For a detailed explanation of all arguments and models, please refer to the reproduction guide.

License

The original PILOT project is licensed under the GPL-3.0 License. In accordance with its terms, this derivative work is also released under the GNU General Public License v3.0.

How to Cite

This repository contains two levels of work: the original frameworks and the novel extensions developed in this thesis. Please cite appropriately.

Citing the Original Algorithms

If you use the core PILOT or RaFFLE algorithms in your research, it is essential to cite the original publications:

Raymaekers, J., Rousseeuw, P. J., Verdonck, T., & Yao, R. (2024). Fast linear model trees by PILOT. Machine Learning, 1-50. https://doi.org/10.1007/s10994-024-06590-3.

Raymaekers, J., Rousseeuw, P. J., Servotte, T., Verdonck, T., & Yao, R. (2025).

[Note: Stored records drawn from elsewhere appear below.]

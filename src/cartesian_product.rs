//! Cartesian products in row-major order
//!
//! The first source varies slowest and the last fastest. Every source after
//! the first is traversed once per combination of the sources before it, so
//! those sources must be `Clone` and restartable. The first source is
//! traversed exactly once per traversal of the product.

use crate::cursor::Cursor;
use crate::cursors::{Mapped, Product};
use crate::error::{Result, SeqCombError};
use crate::map::map;
use crate::sequence::Sequence;
use std::rc::Rc;

/// Sequence combinator over the cartesian product of two sequences
#[derive(Debug, Clone)]
pub struct CartesianProduct<A, B> {
    first: A,
    second: B,
}

impl<A, B> CartesianProduct<A, B> {
    pub fn new(first: A, second: B) -> Self {
        CartesianProduct { first, second }
    }
}

impl<A, B> Sequence for CartesianProduct<A, B>
where
    A: Sequence,
    A::Item: Clone,
    B: Sequence + Clone,
{
    type Item = (A::Item, B::Item);
    type Cursor = Product<A::Cursor, B>;

    fn cursor(&self) -> Self::Cursor {
        Product::new(self.first.cursor(), self.second.clone())
    }
}

/// Every pair `(a, b)` with `a` from `first` and `b` from `second`
pub fn cartesian_product<A, B>(first: A, second: B) -> CartesianProduct<A, B>
where
    A: Sequence,
    A::Item: Clone,
    B: Sequence + Clone,
{
    CartesianProduct::new(first, second)
}

macro_rules! nested_product {
    ($last:ident) => { $last };
    ($first:ident, $($rest:ident),+) => {
        cartesian_product($first, nested_product!($($rest),+))
    };
}

macro_rules! nested_pattern {
    ($last:ident) => { $last };
    ($first:ident, $($rest:ident),+) => { ($first, nested_pattern!($($rest),+)) };
}

macro_rules! cartesian_product_fn {
    ($name:ident, $head:ident $head_var:ident, $($tail:ident $tail_var:ident),+) => {
        /// Every combination of one element from each source, as a flat tuple
        pub fn $name<$head, $($tail),+>(
            $head_var: $head,
            $($tail_var: $tail),+
        ) -> impl Sequence<Item = ($head::Item, $($tail::Item),+)>
        where
            $head: Sequence,
            $head::Item: Clone,
            $($tail: Sequence + Clone, $tail::Item: Clone),+
        {
            map(
                nested_product!($head_var, $($tail_var),+),
                |nested_pattern!($head_var, $($tail_var),+)| ($head_var, $($tail_var),+),
            )
        }
    };
}

cartesian_product_fn!(cartesian_product3, A a, B b, C c);
cartesian_product_fn!(cartesian_product4, A a, B b, C c, D d);
cartesian_product_fn!(cartesian_product5, A a, B b, C c, D d, E e);
cartesian_product_fn!(cartesian_product6, A a, B b, C c, D d, E e, F f);
cartesian_product_fn!(cartesian_product7, A a, B b, C c, D d, E e, F f, G g);
cartesian_product_fn!(cartesian_product8, A a, B b, C c, D d, E e, F f, G g, H h);
cartesian_product_fn!(cartesian_product9, A a, B b, C c, D d, E e, F f, G g, H h, I i);

type Pairing<T> = fn((T, T)) -> Vec<T>;
type Prepending<T> = fn((T, Vec<T>)) -> Vec<T>;

fn pair<T>((first, second): (T, T)) -> Vec<T> {
    vec![first, second]
}

fn prepend<T>((head, mut tail): (T, Vec<T>)) -> Vec<T> {
    tail.insert(0, head);
    tail
}

/// Sequence combinator over the cartesian product of any number of
/// same-typed sequences, yielding each combination as a vector
#[derive(Debug)]
pub struct CartesianProductAll<S> {
    sources: Rc<[S]>,
    /// Position of the slowest-varying source this product covers
    offset: usize,
}

impl<S> Clone for CartesianProductAll<S> {
    fn clone(&self) -> Self {
        CartesianProductAll {
            sources: Rc::clone(&self.sources),
            offset: self.offset,
        }
    }
}

impl<S> CartesianProductAll<S> {
    pub fn new(sources: Vec<S>) -> Result<Self> {
        if sources.len() < 2 {
            return Err(SeqCombError::invalid_argument(format!(
                "Cartesian product needs at least two sources, got {}.",
                sources.len()
            )));
        }
        Ok(CartesianProductAll {
            sources: sources.into(),
            offset: 0,
        })
    }
}

/// Cursor of a [`CartesianProductAll`], one level per source
pub enum ProductRows<S>
where
    S: Sequence + Clone,
    S::Item: Clone,
{
    /// The last two sources
    Pair(Mapped<Product<S::Cursor, S>, Pairing<S::Item>>),
    /// One source in front of the product of the rest
    Nested(Mapped<Product<S::Cursor, CartesianProductAll<S>>, Prepending<S::Item>>),
}

impl<S> Cursor for ProductRows<S>
where
    S: Sequence + Clone,
    S::Item: Clone,
{
    type Item = Vec<S::Item>;

    fn has_next(&mut self) -> bool {
        match self {
            ProductRows::Pair(rows) => rows.has_next(),
            ProductRows::Nested(rows) => rows.has_next(),
        }
    }

    fn next(&mut self) -> Result<Self::Item> {
        match self {
            ProductRows::Pair(rows) => rows.next(),
            ProductRows::Nested(rows) => rows.next(),
        }
    }
}

impl<S> Sequence for CartesianProductAll<S>
where
    S: Sequence + Clone,
    S::Item: Clone,
{
    type Item = Vec<S::Item>;
    type Cursor = Box<ProductRows<S>>;

    fn cursor(&self) -> Self::Cursor {
        let sources = &self.sources[self.offset..];
        let head = sources[0].cursor();
        let rows = if sources.len() == 2 {
            let pairing: Pairing<S::Item> = pair;
            ProductRows::Pair(Mapped::new(Product::new(head, sources[1].clone()), pairing))
        } else {
            let tail = CartesianProductAll {
                sources: Rc::clone(&self.sources),
                offset: self.offset + 1,
            };
            let prepending: Prepending<S::Item> = prepend;
            ProductRows::Nested(Mapped::new(Product::new(head, tail), prepending))
        };
        Box::new(rows)
    }
}

/// Every combination of one element from each source, as a vector
///
/// Fails with `InvalidArgument` when given fewer than two sources.
pub fn cartesian_product_all<S>(sources: Vec<S>) -> Result<CartesianProductAll<S>>
where
    S: Sequence + Clone,
    S::Item: Clone,
{
    CartesianProductAll::new(sources)
}

#[cfg(test)]
mod tests {
    use super::*;
    use crate::probe::{Probe, Unclonable};
    use crate::source::{integers, source};
    use crate::take::take;

    fn collect<S: Sequence>(sequence: S) -> Vec<S::Item> {
        sequence.elements().collect()
    }

    #[test]
    fn test_pairs_row_major() {
        let pairs = cartesian_product(vec![1, 2], vec!['a', 'b', 'c']);
        assert_eq!(
            collect(pairs),
            vec![(1, 'a'), (1, 'b'), (1, 'c'), (2, 'a'), (2, 'b'), (2, 'c')]
        );
    }

    #[test]
    fn test_empty_factor_gives_empty_product() {
        assert!(collect(cartesian_product(Vec::<u8>::new(), vec![1])).is_empty());
        assert!(collect(cartesian_product(vec![1], Vec::<u8>::new())).is_empty());
    }

    #[test]
    fn test_triples_are_flat() {
        let triples = cartesian_product3(vec![0, 1], vec!['x'], vec![true, false]);
        assert_eq!(
            collect(triples),
            vec![
                (0, 'x', true),
                (0, 'x', false),
                (1, 'x', true),
                (1, 'x', false)
            ]
        );
    }

    #[test]
    fn test_first_source_need_not_be_clonable() {
        let triples = cartesian_product3(Unclonable(vec![1, 2]), vec!['a'], vec![0u8, 1]);
        assert_eq!(
            collect(triples),
            vec![(1, 'a', 0), (1, 'a', 1), (2, 'a', 0), (2, 'a', 1)]
        );
    }

    #[test]
    fn test_nine_sources_count() {
        let bits = vec![0u8, 1];
        let product = cartesian_product9(
            bits.clone(),
            bits.clone(),
            bits.clone(),
            bits.clone(),
            bits.clone(),
            bits.clone(),
            bits.clone(),
            bits.clone(),
            bits.clone(),
        );

        assert_eq!(product.elements().count(), 512);
        assert_eq!(
            product.elements().last(),
            Some((1, 1, 1, 1, 1, 1, 1, 1, 1))
        );
    }

    #[test]
    fn test_product_all_order() {
        let product = cartesian_product_all(vec![
            source(0..2),
            source(0..2),
            source(5..7),
        ])
        .unwrap();

        assert_eq!(
            collect(product),
            vec![
                vec![0, 0, 5],
                vec![0, 0, 6],
                vec![0, 1, 5],
                vec![0, 1, 6],
                vec![1, 0, 5],
                vec![1, 0, 6],
                vec![1, 1, 5],
                vec![1, 1, 6],
            ]
        );
    }

    #[test]
    fn test_product_all_of_two() {
        let product = cartesian_product_all(vec![vec!['a'], vec!['b', 'c']]).unwrap();
        assert_eq!(collect(product), vec![vec!['a', 'b'], vec!['a', 'c']]);
    }

    #[test]
    fn test_product_all_needs_two_sources() {
        assert!(matches!(
            cartesian_product_all(vec![vec![1]]),
            Err(SeqCombError::InvalidArgument(_))
        ));
    }

    #[test]
    fn test_infinite_first_source() {
        let product = take(cartesian_product(integers(0), vec!['a', 'b']), 5);
        assert_eq!(
            collect(product),
            vec![(0, 'a'), (0, 'b'), (1, 'a'), (1, 'b'), (2, 'a')]
        );
    }

    #[test]
    fn test_inner_source_restarted_per_outer_element() {
        let inner = Probe::new(vec![1, 2]);
        let product = cartesian_product(source(0..3), inner.clone());
        assert_eq!(inner.starts(), 0);

        assert_eq!(collect(product).len(), 6);
        assert_eq!(inner.starts(), 3);
    }
}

A Powerful Random Forest Featuring Linear Extensions (RaFFLE). https://doi.org/10.48550/arXiv.2502.10185

Citing This Thesis Work

If you are specifically referencing the extensions, results, or code from this thesis, please cite this repository. The preferred method is to use the "Cite this repository" button on the right-hand side of the main repository page.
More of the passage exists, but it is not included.